Some men just buy expensive sports cars or a motorbike when they have a midlife crisis. Psychiatrist Luke Rhinehart decides to live his life by the whims of the die. He rapes his friend’s wife, conducts outrageous psychological experiments (mostly revolving around sex), frees patients from a mental hospital, leaves his wife and children, kills a patient - all because the die told him to do so. He calls this “dice therapy”, begins to treat patients by it and thereby starts a movement that turns into a full-blown religious cult with its own churches (the CETREs: Centers for Experiments in Totally Random Environments) where people blindly follow the word of the Die (with a capital D).
“The Dice Man” is one of those books that I enjoyed reading but that make me weary to publicly admit that I enjoyed reading because I know that there are wackos out there who take its content - quite unironically - as gospel (another good example for this would be “Fight Club” - no, it does not tell you to beat up other guys and to blow up buildings).
The book does (almost) everything to shock its readers and to undermine their expectations.
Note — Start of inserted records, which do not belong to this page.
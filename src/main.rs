//! Purpose: `pbvalidate` CLI entry point.
//! Role: Binary crate root; parses args, compiles the schema, validates one document.
//! Invariants: Success output goes to stdout (human or JSON via `--json`).
//! Invariants: Non-interactive errors are emitted as JSON on stderr.
//! Invariants: Process exit code is derived from `api::to_exit_code`.

use std::error::Error as StdError;
use std::io::{self, IsTerminal, Read};
use std::path::PathBuf;

use clap::{Parser, error::ErrorKind as ClapErrorKind};
use serde_json::{Map, Value, json};
use tracing_subscriber::EnvFilter;

use pbvalidate::api::{Error, ErrorKind, Validator, to_exit_code};

#[derive(Parser)]
#[command(
    name = "pbvalidate",
    version,
    about = "Validate a JSON document against a protobuf message definition"
)]
struct Cli {
    #[arg(short = 'f', long = "file", help = "Root .proto schema file")]
    schema: PathBuf,

    #[arg(
        short = 'I',
        long = "import-path",
        help = "Import search root; repeatable, earlier roots win"
    )]
    import_paths: Vec<PathBuf>,

    #[arg(
        short = 'm',
        long = "message",
        help = "Fully-qualified message name (e.g. pkg.Envelope)"
    )]
    message: String,

    #[arg(help = "JSON document to validate; '-' reads stdin")]
    document: PathBuf,

    #[arg(long, help = "Emit a JSON validation report on stdout")]
    json: bool,
}

#[derive(Copy, Clone, Debug)]
struct RunOutcome {
    exit_code: i32,
}

impl RunOutcome {
    fn ok() -> Self {
        Self { exit_code: 0 }
    }

    fn with_code(exit_code: i32) -> Self {
        Self { exit_code }
    }
}

fn main() {
    init_tracing();
    let exit_code = match run() {
        Ok(outcome) => outcome.exit_code,
        Err(err) => {
            emit_error(&err);
            to_exit_code(err.kind())
        }
    };
    std::process::exit(exit_code);
}

fn run() -> Result<RunOutcome, Error> {
    let cli = match Cli::try_parse() {
        Ok(cli) => cli,
        Err(err) => match err.kind() {
            ClapErrorKind::DisplayHelp | ClapErrorKind::DisplayVersion => {
                err.print().map_err(|io_err| {
                    Error::new(ErrorKind::Io)
                        .with_message("failed to write help")
                        .with_source(io_err)
                })?;
                return Ok(RunOutcome::with_code(0));
            }
            _ => {
                return Err(Error::new(ErrorKind::Usage)
                    .with_message(clap_error_summary(&err))
                    .with_hint("Run `pbvalidate --help` for usage."));
            }
        },
    };

    let document = read_document(&cli.document)?;
    let validator = Validator::compile(&cli.schema, &cli.import_paths).map_err(add_schema_hint)?;
    let (_, report) = validator.validate_document(&cli.message, &cli.document, &document)?;

    if cli.json {
        let json = serde_json::to_string(&report).map_err(|err| {
            Error::new(ErrorKind::Internal)
                .with_message("failed to encode report")
                .with_source(err)
        })?;
        println!("{json}");
    } else {
        println!(
            "valid: {} conforms to `{}` ({} schema file{} parsed)",
            cli.document.display(),
            report.message,
            report.files_parsed,
            if report.files_parsed == 1 { "" } else { "s" }
        );
    }
    Ok(RunOutcome::ok())
}

fn read_document(path: &PathBuf) -> Result<String, Error> {
    if path.as_os_str() == "-" {
        let mut text = String::new();
        io::stdin().read_to_string(&mut text).map_err(|err| {
            Error::new(ErrorKind::Io)
                .with_message("failed to read document from stdin")
                .with_source(err)
        })?;
        return Ok(text);
    }
    std::fs::read_to_string(path).map_err(|err| {
        Error::new(ErrorKind::Io)
            .with_message("failed to read JSON document")
            .with_path(path)
            .with_source(err)
    })
}

/// Flag spellings belong to the CLI, so the flag-aware hint for schema
/// resolution failures is attached here rather than in the resolver.
fn add_schema_hint(err: Error) -> Error {
    if err.kind() == ErrorKind::Io && err.hint().is_none() {
        return err
            .with_hint("Check the -f path, or pass -I so the schema resolves against an import root.");
    }
    err
}

/// First line of a clap error, without the trailing usage block.
fn clap_error_summary(err: &clap::Error) -> String {
    let rendered = err.to_string();
    let first = rendered.lines().next().unwrap_or("invalid arguments");
    first.trim_start_matches("error: ").to_string()
}

fn emit_error(err: &Error) {
    if io::stderr().is_terminal() {
        eprintln!("{}", error_text(err));
        return;
    }

    let value = error_json(err);
    let json = serde_json::to_string(&value).unwrap_or_else(|_| {
        "{\"error\":{\"kind\":\"Internal\",\"message\":\"json encode failed\"}}".to_string()
    });
    eprintln!("{json}");
}

fn error_message(err: &Error) -> String {
    if let Some(message) = err.message() {
        return message.to_string();
    }
    format!("{:?} error", err.kind())
}

fn error_causes(err: &Error) -> Vec<String> {
    let mut causes = Vec::new();
    let mut cur = err.source();
    while let Some(source) = cur {
        causes.push(source.to_string());
        cur = source.source();
    }
    causes
}

fn error_json(err: &Error) -> Value {
    let mut inner = Map::new();
    inner.insert("kind".to_string(), json!(format!("{:?}", err.kind())));
    inner.insert("message".to_string(), json!(error_message(err)));
    if let Some(hint) = err.hint() {
        inner.insert("hint".to_string(), json!(hint));
    }
    if let Some(path) = err.path() {
        inner.insert("path".to_string(), json!(path.display().to_string()));
    }
    if let Some(line) = err.line() {
        inner.insert("line".to_string(), json!(line));
    }
    if let Some(column) = err.column() {
        inner.insert("column".to_string(), json!(column));
    }
    if let Some(field_path) = err.field_path() {
        inner.insert("field".to_string(), json!(field_path));
    }
    let causes = error_causes(err);
    if !causes.is_empty() {
        inner.insert("causes".to_string(), json!(causes));
    }

    let mut outer = Map::new();
    outer.insert("error".to_string(), Value::Object(inner));
    Value::Object(outer)
}

fn error_text(err: &Error) -> String {
    let mut lines = Vec::new();
    lines.push(format!("error: {}", error_message(err)));
    if let Some(hint) = err.hint() {
        lines.push(format!("hint: {hint}"));
    }
    if let Some(path) = err.path() {
        let mut location = format!("path: {}", path.display());
        if let (Some(line), Some(column)) = (err.line(), err.column()) {
            location.push_str(&format!(":{line}:{column}"));
        }
        lines.push(location);
    }
    if let Some(field_path) = err.field_path() {
        lines.push(format!("field: {field_path}"));
    }
    for cause in error_causes(err) {
        lines.push(format!("cause: {cause}"));
    }
    lines.join("\n")
}

fn init_tracing() {
    let env_filter = EnvFilter::try_from_default_env().unwrap_or_else(|_| EnvFilter::new("info"));
    let _ = tracing_subscriber::fmt()
        .with_env_filter(env_filter)
        .with_target(false)
        .with_writer(io::stderr)
        .try_init();
}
No sexual debauchery too depraved to be described, no stereotype too contrived to be included, no sexist behaviour too hurtful to be portrayed (even though I have the slight suspicion that a lot of these behaviours would have been considered to be “OK” by many readers back when the book was published).
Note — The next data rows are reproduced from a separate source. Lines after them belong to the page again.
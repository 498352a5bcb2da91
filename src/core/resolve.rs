//! Purpose: Resolve `import` statements across ordered search roots and parse transitively.
//! Exports: `SourceLoader`, `FsLoader`, `Resolver`.
//! Role: Walks the import graph depth-first, memoized by resolved path.
//! Invariants: Roots are tried in the order given; the first existing match wins.
//! Invariants: Each resolved file is parsed exactly once (diamond imports are cheap).
//! Invariants: A file reached while still being resolved is a cyclic-import failure.

use std::collections::HashMap;
use std::path::{Path, PathBuf};

use tracing::debug;

use crate::core::ast::SourceUnit;
use crate::core::error::{Error, ErrorKind};
use crate::core::parser::parse_source;

/// File-reading seam. Production uses [`FsLoader`]; tests substitute
/// in-memory maps so resolution policy stays testable without a filesystem.
pub trait SourceLoader {
    /// `Ok(None)` means "no file at this path"; hard I/O failures are `Err`.
    fn load(&self, path: &Path) -> Result<Option<String>, Error>;
}

pub struct FsLoader;

impl SourceLoader for FsLoader {
    fn load(&self, path: &Path) -> Result<Option<String>, Error> {
        match std::fs::read_to_string(path) {
            Ok(source) => Ok(Some(source)),
            Err(err) if err.kind() == std::io::ErrorKind::NotFound => Ok(None),
            Err(err) => Err(Error::new(ErrorKind::Io)
                .with_message("failed to read schema file")
                .with_path(path)
                .with_source(err)),
        }
    }
}

pub struct Resolver<'a> {
    roots: Vec<PathBuf>,
    loader: &'a dyn SourceLoader,
    /// Memo of resolved paths; the value marks completion.
    done: HashMap<PathBuf, bool>,
    /// Depth-first stack of files currently being resolved.
    in_progress: Vec<PathBuf>,
    units: Vec<SourceUnit>,
}

impl<'a> Resolver<'a> {
    pub fn new(roots: Vec<PathBuf>, loader: &'a dyn SourceLoader) -> Self {
        Self {
            roots,
            loader,
            done: HashMap::new(),
            in_progress: Vec::new(),
            units: Vec::new(),
        }
    }

    /// Parse the root schema and every transitive import, returning the
    /// units in dependency-discovery order (root file first).
    pub fn resolve_root(mut self, root_file: &Path) -> Result<Vec<SourceUnit>, Error> {
        let (path, source) = self.locate_root(root_file)?;
        self.resolve_file(path, source)?;
        // Discovery order is depth-first with the root last; callers expect
        // the root first for reporting, so restore declaration order.
        self.units.reverse();
        Ok(self.units)
    }

    fn locate_root(&self, root_file: &Path) -> Result<(PathBuf, String), Error> {
        if let Some(source) = self.loader.load(root_file)? {
            return Ok((root_file.to_path_buf(), source));
        }
        for root in &self.roots {
            let candidate = root.join(root_file);
            if let Some(source) = self.loader.load(&candidate)? {
                return Ok((candidate, source));
            }
        }
        Err(Error::new(ErrorKind::Io)
            .with_message("schema file not found")
            .with_path(root_file))
    }

    fn resolve_file(&mut self, path: PathBuf, source: String) -> Result<(), Error> {
        if self.done.get(&path).copied().unwrap_or(false) {
            return Ok(());
        }
        debug!(file = %path.display(), "parsing schema file");
        let unit = parse_source(&path, &source)?;

        self.in_progress.push(path.clone());
        for import in &unit.imports {
            self.resolve_import(&path, &import.path)?;
        }
        self.in_progress.pop();

        self.done.insert(path, true);
        self.units.push(unit);
        Ok(())
    }

    fn resolve_import(&mut self, importer: &Path, import_path: &str) -> Result<(), Error> {
        let (resolved, source) = self.locate_import(importer, import_path)?;

        if self.in_progress.contains(&resolved) {
            let mut cycle: Vec<String> = self
                .in_progress
                .iter()
                .skip_while(|entry| **entry != resolved)
                .map(|entry| entry.display().to_string())
                .collect();
            cycle.push(resolved.display().to_string());
            return Err(Error::new(ErrorKind::CyclicImport)
                .with_message(format!("cyclic import: {}", cycle.join(" -> ")))
                .with_path(importer));
        }

        self.resolve_file(resolved, source)
            .map_err(|err| err.with_default_path(importer).with_hint_import(importer))
    }

    fn locate_import(
        &mut self,
        importer: &Path,
        import_path: &str,
    ) -> Result<(PathBuf, String), Error> {
        for root in &self.roots {
            let candidate = root.join(import_path);
            // Memoized files are re-resolved only to identify which path the
            // import refers to; the loader is not consulted again.
            if self.done.contains_key(&candidate) || self.in_progress.contains(&candidate) {
                return Ok((candidate, String::new()));
            }
            if let Some(source) = self.loader.load(&candidate)? {
                debug!(
                    import = import_path,
                    resolved = %candidate.display(),
                    "resolved import"
                );
                return Ok((candidate, source));
            }
        }
        let searched = self
            .roots
            .iter()
            .map(|root| root.display().to_string())
            .collect::<Vec<_>>()
            .join(", ");
        Err(Error::new(ErrorKind::ImportNotFound)
            .with_message(format!(
                "import \"{import_path}\" not found (searched roots: [{searched}])"
            ))
            .with_path(importer))
    }
}

trait ImportContext {
    fn with_hint_import(self, importer: &Path) -> Self;
}

impl ImportContext for Error {
    fn with_hint_import(self, importer: &Path) -> Self {
        if self.hint().is_some() {
            return self;
        }
        self.with_hint(format!("Imported from {}.", importer.display()))
    }
}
Only at the very end the author appears to have gotten cold feet: The die chooses Frank Osterflood, the child raping mental patient, to be Rhinehart‘s murder victim. By doing so, the author stops short of letting his character commit the ultimate sin of fictional murders, that is, taking the life of an *innocent* victim. Osterflood is a sadist child molester, after all. He is the opposite of innocent. Most would therefore agree that his death is by far less atrocious than, for example, the death of Larry, Rhinehart‘s son, who was also on the list of potential murder victims.
But maybe the author did not get cold feet but instead aimed for a “realistic” depiction of random decisions. After all, exclusively depicting decisions that are horrible and atrocious would not convey the feeling of utter randomness of a life lived by the die. Always letting the die opt for the morally or socially “worst” option would be just as contrived as letting the die always choose morally “good” options - even though a true “dice man” like Rhinehart rejects the notion of “right” or “wrong” in a moral sense altogether. “Right” is what the die decides. We as readers are left to ourselves when it comes to judging the consequences of these decisions - and the book makes sure to provide us with plenty of examples to do so.
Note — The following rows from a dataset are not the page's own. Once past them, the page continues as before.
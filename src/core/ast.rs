//! Purpose: Model one parsed `.proto` file before cross-file binding.
//! Exports: `SourceUnit`, `TypeDecl`, `MessageDecl`, `EnumDecl`, `FieldDecl`, `ScalarKind`.
//! Role: Parser output, consumed by the import resolver and descriptor builder.
//! Invariants: A `SourceUnit` is immutable once parsed.
//! Invariants: Per-file invariants (unique field numbers, reserved ranges) are
//! enforced by the parser; cross-file invariants belong to the descriptor builder.

use std::path::PathBuf;

#[derive(Clone, Copy, Debug, Eq, PartialEq)]
pub enum Syntax {
    Proto2,
    Proto3,
}

#[derive(Clone, Copy, Debug, Eq, PartialEq)]
pub enum ImportModifier {
    None,
    Public,
    Weak,
}

#[derive(Clone, Debug, PartialEq)]
pub struct ImportDecl {
    /// Import path exactly as written in the source.
    pub path: String,
    /// Recorded but does not change resolution.
    pub modifier: ImportModifier,
}

#[derive(Clone, Debug, PartialEq)]
pub struct SourceUnit {
    pub path: PathBuf,
    pub syntax: Syntax,
    pub package: Option<String>,
    pub imports: Vec<ImportDecl>,
    pub types: Vec<TypeDecl>,
}

#[derive(Clone, Debug, PartialEq)]
pub enum TypeDecl {
    Message(MessageDecl),
    Enum(EnumDecl),
}

impl TypeDecl {
    pub fn name(&self) -> &str {
        match self {
            TypeDecl::Message(message) => &message.name,
            TypeDecl::Enum(decl) => &decl.name,
        }
    }
}

#[derive(Clone, Debug, PartialEq)]
pub struct MessageDecl {
    pub name: String,
    pub fields: Vec<FieldDecl>,
    /// Oneof group names; fields reference their group by index.
    pub oneofs: Vec<String>,
    pub nested: Vec<TypeDecl>,
    pub reserved_ranges: Vec<(u32, u32)>,
    pub reserved_names: Vec<String>,
}

#[derive(Clone, Debug, PartialEq)]
pub struct EnumDecl {
    pub name: String,
    /// Declaration order is preserved; aliases may repeat numbers.
    pub values: Vec<(String, i32)>,
}

#[derive(Clone, Copy, Debug, Eq, PartialEq)]
pub enum Label {
    Singular,
    Optional,
    Repeated,
}

#[derive(Clone, Debug, PartialEq)]
pub enum TypeRef {
    Scalar(ScalarKind),
    /// Unresolved message/enum reference; a leading dot means absolute.
    Named(String),
    Map {
        key: ScalarKind,
        value: Box<TypeRef>,
    },
}

#[derive(Clone, Debug, PartialEq)]
pub struct FieldDecl {
    pub name: String,
    pub number: u32,
    pub label: Label,
    pub type_ref: TypeRef,
    /// Index into the enclosing message's `oneofs`.
    pub oneof: Option<usize>,
    /// Explicit `json_name` option, when present.
    pub json_name: Option<String>,
    pub line: u32,
    pub column: u32,
}

#[derive(Clone, Copy, Debug, Eq, PartialEq, Hash)]
pub enum ScalarKind {
    Double,
    Float,
    Int32,
    Int64,
    Uint32,
    Uint64,
    Sint32,
    Sint64,
    Fixed32,
    Fixed64,
    Sfixed32,
    Sfixed64,
    Bool,
    String,
    Bytes,
}

impl ScalarKind {
    pub fn from_keyword(name: &str) -> Option<Self> {
        Some(match name {
            "double" => ScalarKind::Double,
            "float" => ScalarKind::Float,
            "int32" => ScalarKind::Int32,
            "int64" => ScalarKind::Int64,
            "uint32" => ScalarKind::Uint32,
            "uint64" => ScalarKind::Uint64,
            "sint32" => ScalarKind::Sint32,
            "sint64" => ScalarKind::Sint64,
            "fixed32" => ScalarKind::Fixed32,
            "fixed64" => ScalarKind::Fixed64,
            "sfixed32" => ScalarKind::Sfixed32,
            "sfixed64" => ScalarKind::Sfixed64,
            "bool" => ScalarKind::Bool,
            "string" => ScalarKind::String,
            "bytes" => ScalarKind::Bytes,
            _ => return None,
        })
    }

    pub fn keyword(self) -> &'static str {
        match self {
            ScalarKind::Double => "double",
            ScalarKind::Float => "float",
            ScalarKind::Int32 => "int32",
            ScalarKind::Int64 => "int64",
            ScalarKind::Uint32 => "uint32",
            ScalarKind::Uint64 => "uint64",
            ScalarKind::Sint32 => "sint32",
            ScalarKind::Sint64 => "sint64",
            ScalarKind::Fixed32 => "fixed32",
            ScalarKind::Fixed64 => "fixed64",
            ScalarKind::Sfixed32 => "sfixed32",
            ScalarKind::Sfixed64 => "sfixed64",
            ScalarKind::Bool => "bool",
            ScalarKind::String => "string",
            ScalarKind::Bytes => "bytes",
        }
    }

    /// Valid map key kinds per the proto IDL: integral, bool, and string.
    pub fn valid_map_key(self) -> bool {
        !matches!(
            self,
            ScalarKind::Double | ScalarKind::Float | ScalarKind::Bytes
        )
    }
}

/// Protobuf's default JSON name: lowerCamelCase of the proto field name.
pub fn default_json_name(field_name: &str) -> String {
    let mut out = String::with_capacity(field_name.len());
    let mut upper_next = false;
    for c in field_name.chars() {
        if c == '_' {
            upper_next = true;
        } else if upper_next {
            out.extend(c.to_uppercase());
            upper_next = false;
        } else {
            out.push(c);
        }
    }
    out
}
That’s one of the three main aspects that made this novel such a captivating read for me: The ability of the author to let the story unfold in a seemingly random fashion by virtue of a deliberately chosen storyline. The reader is lulled into believing that the depicted events were the results of chance even though they are nothing more than any other (good) piece of fiction: A deliberate effort by the author to tell a convincing tale. The apparent contradiction between the depiction of seemingly random events and behaviours and the knowledge that these depictions are completely and deliberately controlled by the author (and thus the opposite of random) is dissolved by a neat narrative trick: The protagonist‘s name is the same as the author‘s, that is, the novel is framed as an autobiography. The reader is thus lead to believe that the events depicted in “the dice man” are not the work of non-random fiction but the accurate depiction of the truly random actions of the author (of course they are not, but the ambiguity of the matter provides much of the allure of the novel).
A second intriguing aspect of the novel is its examination of the importance of “genuine” human motivations. At times, Rhinehart lets the die completely take over. It decides how he behaves, what he says and what he does. As long as he does this without telling the people around him that he does it, he just appears odd/perverse/inappropriate/deranged/charming/etc. (depending on what the die told him to do). As soon as he lets people in on his secret, however, things get more complicated as they never know whether Rhinehart’s behaviour is “genuine” or “dice-dictated”. And for most humans, the difference in motivation matters greatly even if the outcomes are the same. In the words of Rhinehart: “The suffering our dice-dictated actions causes is clearly nothing as compared man for man to that caused by rational, civilized man. Dicepeople are amateurs at evil. What seems to disturb you guys is that others are sometimes manipulated not by an ego-motivated me but by a dice-motivated me. It’s the seeming gratuity of the occasional suffering we cause that shocks. You prefer purposeful, consistent, solidly structured suffering. The idea that we create love because the dice order us to, that we express love, that we feel love, all because of accident, shatters the fabric of your illusions about the nature of man.”
A third aspect that makes this novel stand out for me is how it shatters our notion of what is true and false: When questioned by the police about the escape of the mental patients and the murder of Frank Osterflood (the child rapist), Rhinehart lets the die dictate his answer. He changes his story on the throw of a die and thus blurs the line between reality and fabrication in his statement. Because all of this is done in full view of the detective, the statement becomes virtually useless, as it is impossible to tell whether its contents are true or not. All the cues that help us distinguishing true from false when people tell us stories (e.g. consistency with motivations and non-contradictory statements) are useless because the statement is random by default and we know that it is so. Hence, we can’t fool ourselves into seeing a hidden pattern or meaning in the statement because we know there is none.